O comissário europeu da Economia, Paolo Gentiloni, afastou o regresso de programas de austeridade, que marcou o último pós-crise, considerando que o acesso ao financiamento está dependente do cumprimento de uma agenda de reformas.
«Não devemos usar a lógica nem as formulações da última crise», defendeu numa entrevista conjunta a vários meios de comunicação europeus, entre os quais o “Jornal de Negócios”, o espanhol “El Mundo” e o alemão “Handelsblatt”. «Esta é uma crise muito diferente, não ligada a esta ou àquela decisão de um determinado país, mas ligada a um choque global e pan-europeu. A actual resposta não seguiu a lógica cultural de há 10 anos. Isto foi tido em conta pela Alemanha e por França na sua proposta conjunta, portanto, a resposta é não», justificou.
Questionado sobre proposta franco-alemã para um fundo de recuperação da União Europeia, Gentiloni crê que «estamos no caminho certo para a definição da proposta que será feita pela Comissão Europeia na próxima semana». No entender do comissário, a posição conjunta da Alemanha e de França «ajuda muito à construção de um potencial acordo». Admite, no entanto, que «persistem posições diferentes», mas convicto de que «a proposta da Comissão será muito sólida e, do lado político, caberá ao Conselho alcançar um consenso».
Referindo-se à Alemanha e França, reforçou que estes países reconheceram que «enfrentamos uma crise muito desafiadora. Há 90 anos tivemos a Grande Depressão, tivemos a Grande Recessão há 10 anos e agora devemos evitar uma grande fragmentação depois desta crise. Merkel e Macron mostraram consciência destes riscos».
Gentiloni ressalvou que, nesta situação «sem precedentes», a Comissão «está a recomendar políticas orçamentais expansionistas a todos os Estados-membros». «E sim, temos reformas nas nossas recomendações, mas pedimos investimento. Pedimos que os países invistam nos respectivos sistemas de saúde porque o que aconteceu foi um grito de alerta», acrescentou.
Sobre se o valor da proposta franco-alemã, de 500 mil milhões de euros, é um montante suficiente, preferiu não comentar. «A Comissão fará uma proposta que não será exactamente igual à proposta franco-alemã», adiantou.

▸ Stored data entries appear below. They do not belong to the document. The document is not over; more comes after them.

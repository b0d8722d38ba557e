//! Strata - composing, persisting and analysing ownership structures.
//!
//! A structure is a diagram of legal entities (companies, trusts,
//! individuals, partnerships, foundations) joined by typed relationships
//! such as equity holdings, loans or royalty flows. This crate adds the
//! outer surfaces on top of the [`strata_core`] model: persistence,
//! rendering to SVG and PNG, built-in templates, share links and AI tax
//! analysis.

pub mod analysis;
pub mod config;
pub mod export;
pub mod session;
pub mod store;
pub mod templates;

mod error;

pub use strata_core::{color, geometry, identifier, model, routing, shape};

pub use error::StrataError;
pub use session::Session;

use log::{debug, info};

use config::{AppConfig, StoreBackend};
use export::{png::svg_to_png, svg::SvgRenderer};
use model::Diagram;
use routing::{ConnectorRoute, Router};
use store::{FileStore, HttpStore, StructureStore};

/// Directory of the file store when none is configured.
pub const DEFAULT_STORE_DIR: &str = "structures";

/// Renders diagrams according to an [`AppConfig`].
///
/// # Examples
///
/// ```rust,no_run
/// use strata::{DiagramRenderer, config::AppConfig, model::Diagram, shape::EntityShape};
/// use strata::model::EntityType;
///
/// let mut diagram = Diagram::new();
/// diagram.add_entity(EntityType::LimitedCompany, EntityShape::Rectangle);
///
/// let renderer = DiagramRenderer::new(AppConfig::default());
///
/// let svg = renderer.render_svg(&diagram)
///     .expect("Failed to render");
/// let png = renderer.render_png(&diagram)
///     .expect("Failed to rasterise");
///
/// // Or use default config
/// let renderer = DiagramRenderer::default();
/// ```
#[derive(Debug, Default)]
pub struct DiagramRenderer {
    config: AppConfig,
}

impl DiagramRenderer {
    /// Create a new renderer with the given configuration.
    pub fn new(config: AppConfig) -> Self {
        Self { config }
    }

    pub fn config(&self) -> &AppConfig {
        &self.config
    }

    /// The connector router built from the routing section.
    pub fn router(&self) -> Router {
        Router::new(self.config.routing().parallel_spacing())
    }

    /// Computes the connector geometry of every drawable relationship.
    pub fn route(&self, diagram: &Diagram) -> Vec<ConnectorRoute> {
        self.router().route_all(diagram)
    }

    /// Render a diagram to an SVG string.
    ///
    /// # Errors
    ///
    /// Returns [`StrataError::Config`] when the configured background color
    /// does not parse.
    pub fn render_svg(&self, diagram: &Diagram) -> Result<String, StrataError> {
        info!(
            entities = diagram.entities().len(),
            relationships = diagram.relationships().len();
            "Rendering diagram"
        );

        let background = self
            .config
            .style()
            .background_color()
            .map_err(StrataError::Config)?;

        let svg = SvgRenderer::new(self.router())
            .with_background(background)
            .render_to_string(diagram);
        debug!(bytes = svg.len(); "SVG rendered");
        Ok(svg)
    }

    /// Render a diagram to PNG bytes at the configured export scale.
    ///
    /// # Errors
    ///
    /// Returns [`StrataError::Export`] when rasterisation fails, in addition
    /// to the errors of [`DiagramRenderer::render_svg`].
    pub fn render_png(&self, diagram: &Diagram) -> Result<Vec<u8>, StrataError> {
        let svg = self.render_svg(diagram)?;
        Ok(svg_to_png(&svg, self.config.style().export_scale())?)
    }
}

/// Opens the structure store selected by `config`.
///
/// The file backend falls back to [`DEFAULT_STORE_DIR`] when no path is
/// configured. The HTTP backend requires a base URL.
pub fn open_store(config: &AppConfig) -> Result<Box<dyn StructureStore>, StrataError> {
    let store = config.store();
    match store.backend() {
        StoreBackend::File => {
            let root = store
                .path()
                .cloned()
                .unwrap_or_else(|| DEFAULT_STORE_DIR.into());
            debug!(root:? = root; "Opening file store");
            Ok(Box::new(FileStore::open(root)?))
        }
        StoreBackend::Http => {
            let base_url = store.base_url().ok_or_else(|| {
                StrataError::Config("store.base_url is required for the http backend".to_string())
            })?;
            debug!(base_url; "Opening HTTP store");
            Ok(Box::new(HttpStore::new(base_url)))
        }
    }
}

A nível global, segundo um balanço da agência de notícias “France-Press”, a pandemia de Covid-19 já provocou mais de 325 mil mortos e infectou quase cinco milhões de pessoas em 196 países e territórios. Mais de 1,8 milhões de doentes foram considerados curados.
A doença é transmitida por um novo coronavírus detectado no final de Dezembro, em Wuhan, uma cidade do centro da China.